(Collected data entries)

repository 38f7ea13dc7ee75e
use std::time::Duration;

use axum::{extract::Request, response::Response, Router};
use tracing::{debug, Span};

use super::request_id::RequestId;

pub fn add<S: Clone + Send + Sync + 'static>(router: Router<S>) -> Router<S> {
    router.layer(
        tower_http::trace::TraceLayer::new_for_http()
            .make_span_with(make_span)
            .on_request(on_request)
            .on_response(on_response)
            .on_body_chunk(())
            .on_eos(())
            .on_failure(()),
    )
}

fn make_span(request: &Request) -> Span {
    let version = request.version();
    let method = request.method();
    let route = request.uri();
    let request_id = request
        .extensions()
        .get::<RequestId>()
        .map(ToString::to_string)
        .unwrap_or_default();

    tracing::debug_span!("http-request", ?version, %method, %route, %request_id)
}

fn on_request(_request: &Request, _span: &Span) {
    debug!("started processing request")
}

fn on_response(response: &Response, latency: Duration, _span: &Span) {
    let status = response.status();
    debug!(?latency, %status, "finished processing request")
}
use std::{sync::Arc, time::Duration};

use chrono::{DateTime, Utc};
use tokio::sync::RwLock;
use tracing::error;
use yzagere_core_health_contracts::{HealthService, HealthStatus};
use yzagere_email_contracts::EmailService;
use yzagere_shared_contracts::time::TimeService;

#[derive(Debug, Clone)]
pub struct HealthServiceImpl<Time, Email> {
    time: Time,
    email: Email,
    config: HealthServiceConfig,
    state: Arc<State>,
}

#[derive(Debug, Clone)]
pub struct HealthServiceConfig {
    pub cache_ttl: Duration,
}

#[derive(Debug, Default)]
struct State {
    cache: RwLock<Option<CachedStatus>>,
}

#[derive(Debug)]
struct CachedStatus {
    status: HealthStatus,
    timestamp: DateTime<Utc>,
}

impl<Time, Email> HealthServiceImpl<Time, Email> {
    pub fn new(time: Time, email: Email, config: HealthServiceConfig) -> Self {
        Self {
            time,
            email,
            config,
            state: Default::default(),
        }
    }
}

impl<Time, Email> HealthService for HealthServiceImpl<Time, Email>
where
    Time: TimeService,
    Email: EmailService,
{
    async fn get_status(&self) -> HealthStatus {
        let now = self.time.now();
        let cache_guard = self.state.cache.read().await;
        if let Some(cached) = cache_guard
            .as_ref()
            .filter(|c| now < c.timestamp + self.config.cache_ttl)
        {
            return cached.status;
        }
        drop(cache_guard);

        let mut cache_guard = self.state.cache.write().await;
        if let Some(cached) = cache_guard
            .as_ref()
            .filter(|c| now < c.timestamp + self.config.cache_ttl)
        {
            return cached.status;
        }

        let email = self
            .email
            .ping()
            .await
            .inspect_err(|err| error!("Failed to ping smtp server: {err}"))
            .is_ok();

        cache_guard
            .insert(CachedStatus {
                status: HealthStatus { email },
                timestamp: now,
            })
            .status
    }
}

#[cfg(test)]
mod tests {
    use chrono::TimeDelta;
    use yzagere_demo::NOW;
    use yzagere_email_contracts::MockEmailService;
    use yzagere_shared_contracts::time::MockTimeService;

    use super::*;

    fn config() -> HealthServiceConfig {
        HealthServiceConfig {
            cache_ttl: Duration::from_secs(10),
        }
    }

    #[tokio::test]
    async fn ok() {
        // Arrange
        let time = MockTimeService::new().with_now(*NOW);
        let email = MockEmailService::new().with_ping(true);
        let sut = HealthServiceImpl::new(time, email, config());

        // Act
        let result = sut.get_status().await;

        // Assert
        assert_eq!(result, HealthStatus { email: true });
    }

    #[tokio::test]
    async fn smtp_unreachable() {
        // Arrange
        let time = MockTimeService::new().with_now(*NOW);
        let email = MockEmailService::new().with_ping(false);
        let sut = HealthServiceImpl::new(time, email, config());

        // Act
        let result = sut.get_status().await;

        // Assert
        assert_eq!(result, HealthStatus { email: false });
    }

    #[tokio::test]
    async fn cached() {
        // Arrange
        let mut time = MockTimeService::new();
        let mut seq = mockall::Sequence::new();
        for offset in [0, 5, 11] {
            time.expect_now()
                .once()
                .in_sequence(&mut seq)
                .return_const(*NOW + TimeDelta::seconds(offset));
        }
        let mut email = MockEmailService::new();
        email
            .expect_ping()
            .times(2)
            .returning(|| Box::pin(std::future::ready(Ok(()))));
        let sut = HealthServiceImpl::new(time, email, config());

        // Act
        let first = sut.get_status().await;
        let second = sut.get_status().await;
        let third = sut.get_status().await;

        // Assert
        assert!(first.email && second.email && third.email);
    }
}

Goal of the exercise = Please return the full set of records exactly as given above.

The answer =
repository 38f7ea13dc7ee75e
use std::time::Duration;

use axum::{extract::Request, response::Response, Router};
use tracing::{debug, Span};

use super::request_id::RequestId;

pub fn add<S: Clone + Send + Sync + 'static>(router: Router<S>) -> Router<S> {
    router.layer(
        tower_http::trace::TraceLayer::new_for_http()
            .make_span_with(make_span)
            .on_request(on_request)
            .on_response(on_response)
            .on_body_chunk(())
            .on_eos(())
            .on_failure(()),
    )
}

fn make_span(request: &Request) -> Span {
    let version = request.version();
    let method = request.method();
    let route = request.uri();
    let request_id = request
        .extensions()
        .get::<RequestId>()
        .map(ToString::to_string)
        .unwrap_or_default();

    tracing::debug_span!("http-request", ?version, %method, %route, %request_id)
}

fn on_request(_request: &Request, _span: &Span) {
    debug!("started processing request")
}

fn on_response(response: &Response, latency: Duration, _span: &Span) {
    let status = response.status();
    debug!(?latency, %status, "finished processing request")
}
use std::{sync::Arc, time::Duration};

use chrono::{DateTime, Utc};
use tokio::sync::RwLock;
use tracing::error;
use yzagere_core_health_contracts::{HealthService, HealthStatus};
use yzagere_email_contracts::EmailService;
use yzagere_shared_contracts::time::TimeService;

#[derive(Debug, Clone)]
pub struct HealthServiceImpl<Time, Email> {
    time: Time,
    email: Email,
    config: HealthServiceConfig,
    state: Arc<State>,
}

#[derive(Debug, Clone)]
pub struct HealthServiceConfig {
    pub cache_ttl: Duration,
}

#[derive(Debug, Default)]
struct State {
    cache: RwLock<Option<CachedStatus>>,
}

#[derive(Debug)]
struct CachedStatus {
    status: HealthStatus,
    timestamp: DateTime<Utc>,
}

impl<Time, Email> HealthServiceImpl<Time, Email> {
    pub fn new(time: Time, email: Email, config: HealthServiceConfig) -> Self {
        Self {
            time,
            email,
            config,
            state: Default::default(),
        }
    }
}

impl<Time, Email> HealthService for HealthServiceImpl<Time, Email>
where
    Time: TimeService,
    Email: EmailService,
{
    async fn get_status(&self) -> HealthStatus {
        let now = self.time.now();
        let cache_guard = self.state.cache.read().await;
        if let Some(cached) = cache_guard
            .as_ref()
            .filter(|c| now < c.timestamp + self.config.cache_ttl)
        {
            return cached.status;
        }
        drop(cache_guard);

        let mut cache_guard = self.state.cache.write().await;
        if let Some(cached) = cache_guard
            .as_ref()
            .filter(|c| now < c.timestamp + self.config.cache_ttl)
        {
            return cached.status;
        }

        let email = self
            .email
            .ping()
            .await
            .inspect_err(|err| error!("Failed to ping smtp server: {err}"))
            .is_ok();

        cache_guard
            .insert(CachedStatus {
                status: HealthStatus { email },
                timestamp: now,
            })
            .status
    }
}

#[cfg(test)]
mod tests {
    use chrono::TimeDelta;
    use yzagere_demo::NOW;
    use yzagere_email_contracts::MockEmailService;
    use yzagere_shared_contracts::time::MockTimeService;

    use super::*;

    fn config() -> HealthServiceConfig {
        HealthServiceConfig {
            cache_ttl: Duration::from_secs(10),
        }
    }

    #[tokio::test]
    async fn ok() {
        // Arrange
        let time = MockTimeService::new().with_now(*NOW);
        let email = MockEmailService::new().with_ping(true);
        let sut = HealthServiceImpl::new(time, email, config());

        // Act
        let result = sut.get_status().await;

        // Assert
        assert_eq!(result, HealthStatus { email: true });
    }

    #[tokio::test]
    async fn smtp_unreachable() {
        // Arrange
        let time = MockTimeService::new().with_now(*NOW);
        let email = MockEmailService::new().with_ping(false);
        let sut = HealthServiceImpl::new(time, email, config());

        // Act
        let result = sut.get_status().await;

        // Assert
        assert_eq!(result, HealthStatus { email: false });
    }

    #[tokio::test]
    async fn cached() {
        // Arrange
        let mut time = MockTimeService::new();
        let mut seq = mockall::Sequence::new();
        for offset in [0, 5, 11] {
            time.expect_now()
                .once()
                .in_sequence(&mut seq)
                .return_const(*NOW + TimeDelta::seconds(offset));
        }
        let mut email = MockEmailService::new();
        email
            .expect_ping()
            .times(2)
            .returning(|| Box::pin(std::future::ready(Ok(()))));
        let sut = HealthServiceImpl::new(time, email, config());

        // Act
        let first = sut.get_status().await;
        let second = sut.get_status().await;
        let third = sut.get_status().await;

        // Assert
        assert!(first.email && second.email && third.email);
    }
}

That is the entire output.